[Records contained in a dataset]
--
//! End-to-end codec tests against the public API.
//!
//! Covers the golden single-batch file, round trips, block padding and the
//! rejections a receiving bank would apply.

use chrono::{NaiveDate, NaiveTime};
use nacha_codec::{
    decode, encode, validate_controls, AchBatch, AchDocument, AddendaRecord, Amount, BatchEntry,
    BatchHeader, ControlScope, DecodeError, EntryDetail, FileHeader, ServiceClass,
    TransactionCode,
};
use std::fs;

fn fixture(name: &str) -> String {
    fs::read_to_string(format!("tests/data/{}", name)).unwrap()
}

fn date() -> NaiveDate {
    NaiveDate::from_ymd_opt(2019, 7, 9).unwrap()
}

fn file_header() -> FileHeader {
    FileHeader {
        priority_code: 1,
        immediate_destination: "b021000021".to_string(),
        immediate_origin: "0000000000".to_string(),
        file_creation_date: date(),
        file_creation_time: NaiveTime::from_hms_opt(6, 30, 0).unwrap(),
        file_id_modifier: "X".to_string(),
        blocking_factor: 10,
        immediate_destination_name: "JPMORGAN CHASE".to_string(),
        immediate_origin_name: "TOAST".to_string(),
        reference_code: String::new(),
    }
}

fn batch_header(number: u32, service_class: ServiceClass) -> BatchHeader {
    BatchHeader {
        service_class,
        company_name: "TOAST".to_string(),
        company_discretionary_data: "12345678".to_string(),
        company_identification: "0000000000".to_string(),
        standard_entry_class: "CCD".to_string(),
        company_entry_description: "CCD".to_string(),
        company_descriptive_date: "JAN 03".to_string(),
        effective_entry_date: date(),
        settlement_date: String::new(),
        originator_status_code: "1".to_string(),
        originating_dfi: "02100002".to_string(),
        batch_number: number,
    }
}

fn entry(code: TransactionCode, rdfi: u32, cents: i64, seq: u64) -> EntryDetail {
    EntryDetail {
        transaction_code: code,
        receiving_dfi: rdfi,
        check_digit: 1,
        account_number: "DFIACCOUNTNUMBER".to_string(),
        amount: Amount::from_cents(cents),
        individual_id: "INDIVIDNUMBER".to_string(),
        individual_name: "SIMISANDWICHSHOP".to_string(),
        discretionary_data: String::new(),
        addenda_record_indicator: 0,
        trace_number: 21_000_020_000_000 + seq,
    }
}

/// One batch, one debit entry of $123.45, one addenda.
fn single_batch_document() -> AchDocument {
    let debit = entry(TransactionCode::CHECKING_DEBIT, 12345678, 12345, 1);
    let addenda = AddendaRecord::for_entry(&debit, 1, "Payment related info.");
    let batch = AchBatch::new(
        batch_header(1, ServiceClass::CreditsOnly),
        vec![BatchEntry::with_addenda(debit, vec![addenda])],
    );
    AchDocument::new(file_header(), vec![batch])
}

fn multi_batch_document() -> AchDocument {
    let first = AchBatch::new(
        batch_header(1, ServiceClass::Mixed),
        (1..=4)
            .map(|seq| {
                let code = if seq % 2 == 0 {
                    TransactionCode::SAVINGS_CREDIT
                } else {
                    TransactionCode::CHECKING_DEBIT
                };
                let e = entry(code, 11000000 + seq as u32, 1000 * seq as i64, seq);
                let addenda = (1..=seq as u16)
                    .map(|n| AddendaRecord::for_entry(&e, n, format!("REMITTANCE {}", n)))
                    .collect();
                BatchEntry::with_addenda(e, addenda)
            })
            .collect(),
    );
    let second = AchBatch::new(
        batch_header(2, ServiceClass::CreditsOnly),
        vec![BatchEntry::new(entry(
            TransactionCode::CHECKING_CREDIT_PRENOTE,
            87654321,
            0,
            1,
        ))],
    );
    AchDocument::new(file_header(), vec![first, second])
}

// ==================== GOLDEN FILE ====================

#[test]
fn test_single_batch_matches_golden_file() {
    let text = encode(&single_batch_document()).unwrap();
    let expected = fixture("single_batch.ach");
    assert_eq!(
        text.lines().collect::<Vec<_>>(),
        expected.lines().collect::<Vec<_>>()
    );
}

#[test]
fn test_single_batch_control_values() {
    let doc = single_batch_document();
    let control = &doc.batches[0].control;
    assert_eq!(control.entry_addenda_count, 2);
    assert_eq!(control.entry_hash, 12345678);
    assert_eq!(control.total_debit.to_string(), "123.45");
    assert_eq!(control.total_credit, Amount::ZERO);

    assert_eq!(doc.file_control.batch_count, 1);
    assert_eq!(doc.file_control.block_count, 1);
    assert_eq!(doc.file_control.entry_addenda_count, 2);
    assert_eq!(doc.file_control.entry_hash, 12345678);
}

#[test]
fn test_golden_file_decodes_to_document() {
    let doc = decode(&fixture("single_batch.ach")).unwrap();
    assert_eq!(doc, single_batch_document());
}

// ==================== ROUND TRIP ====================

#[test]
fn test_round_trip_multi_batch() {
    let doc = multi_batch_document();
    let text = encode(&doc).unwrap();
    assert_eq!(decode(&text).unwrap(), doc);
}

#[test]
fn test_every_line_is_94_characters() {
    let text = encode(&multi_batch_document()).unwrap();
    for (i, line) in text.lines().enumerate() {
        assert_eq!(line.len(), 94, "line {}", i + 1);
    }
}

#[test]
fn test_block_padding() {
    let doc = multi_batch_document();
    // 2 file records + 2 * 2 batch records + 5 entries + 10 addenda
    let real = doc.line_count();
    assert_eq!(real, 21);

    let text = encode(&doc).unwrap();
    let lines: Vec<&str> = text.lines().collect();
    assert_eq!(lines.len(), 30);
    assert!(lines[real..]
        .iter()
        .all(|l| l.len() == 94 && l.chars().all(|c| c == '9')));
    assert_eq!(doc.file_control.block_count, 3);
}

#[test]
fn test_validation_is_idempotent_on_computed_documents() {
    let doc = multi_batch_document().with_computed_controls();
    assert_eq!(validate_controls(&doc), Ok(()));
    assert_eq!(validate_controls(&doc), Ok(()));
}

// ==================== REJECTIONS ====================

#[test]
fn test_rejects_wrong_file_entry_count() {
    let err = decode(&fixture("bad_control.ach")).unwrap_err();
    match err {
        DecodeError::Control(mismatch) => {
            assert_eq!(mismatch.scope, ControlScope::File);
            assert_eq!(mismatch.field, "entry/addenda count");
            assert_eq!(mismatch.expected, "2");
            assert_eq!(mismatch.actual, "1");
        }
        other => panic!("expected control mismatch, got {:?}", other),
    }
}

#[test]
fn test_rejects_93_and_95_character_lines() {
    let text = fixture("single_batch.ach");

    let short: Vec<String> = text
        .lines()
        .enumerate()
        .map(|(i, l)| if i == 2 { l[..93].to_string() } else { l.to_string() })
        .collect();
    assert_eq!(
        decode(&short.join("\n")).unwrap_err(),
        DecodeError::MalformedLine {
            line: 3,
            length: 93
        }
    );

    let long: Vec<String> = text
        .lines()
        .enumerate()
        .map(|(i, l)| if i == 4 { format!("{} ", l) } else { l.to_string() })
        .collect();
    assert_eq!(
        decode(&long.join("\n")).unwrap_err(),
        DecodeError::MalformedLine {
            line: 5,
            length: 95
        }
    );
}

#[test]
fn test_rejects_non_numeric_amount() {
    let text = fixture("single_batch.ach").replacen("0000012345", "00000123X5", 1);
    match decode(&text).unwrap_err() {
        DecodeError::Field { line, field, .. } => {
            assert_eq!(line, 3);
            assert_eq!(field, "amount");
        }
        other => panic!("expected field error, got {:?}", other),
    }
}

#[test]
fn test_rejects_tampered_batch_total() {
    let mut doc = single_batch_document();
    doc.batches[0].control.total_debit = Amount::from_cents(12312);
    let text = encode(&doc).unwrap();
    match decode(&text).unwrap_err() {
        DecodeError::Control(mismatch) => {
            assert_eq!(mismatch.scope, ControlScope::Batch(1));
            assert_eq!(mismatch.field, "total debit entry dollar amount");
            assert_eq!(mismatch.expected, "123.45");
            assert_eq!(mismatch.actual, "123.12");
        }
        other => panic!("expected control mismatch, got {:?}", other),
    }
}

#[test]
fn test_rejects_missing_filler() {
    let text = fixture("single_batch.ach");
    let unpadded: Vec<&str> = text.lines().take(6).collect();
    let err = decode(&unpadded.join("\n")).unwrap_err();
    assert!(matches!(err, DecodeError::Structural { .. }));
}

// ==================== ENCODE FAILURES ====================

#[test]
fn test_encode_rejects_oversized_name() {
    let mut doc = single_batch_document();
    doc.batches[0].header.company_name = "TOAST RESTAURANT GROUP".to_string();
    let err = encode(&doc).unwrap_err();
    assert_eq!(err.field(), Some("company name"));
    assert!(err.to_string().contains("line 2"));
}

#[test]
fn test_encode_rejects_amount_wider_than_slot() {
    let mut doc = single_batch_document();
    doc.batches[0].entries[0].entry.amount = Amount::from_cents(100_000_000_000);
    let err = encode(&doc).unwrap_err();
    assert_eq!(err.field(), Some("amount"));
}

#[test]
fn test_encode_rejects_trailing_space_that_would_not_round_trip() {
    let mut doc = single_batch_document();
    doc.batches[0].header.company_name = "TOAST ".to_string();
    let err = encode(&doc).unwrap_err();
    assert_eq!(err.field(), Some("company name"));
}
--
» PROBLEM DESCRIPTION: Report the number of lines in the entries above that include the string "else". Give nothing but the number.

» COMPLETED TASK: 3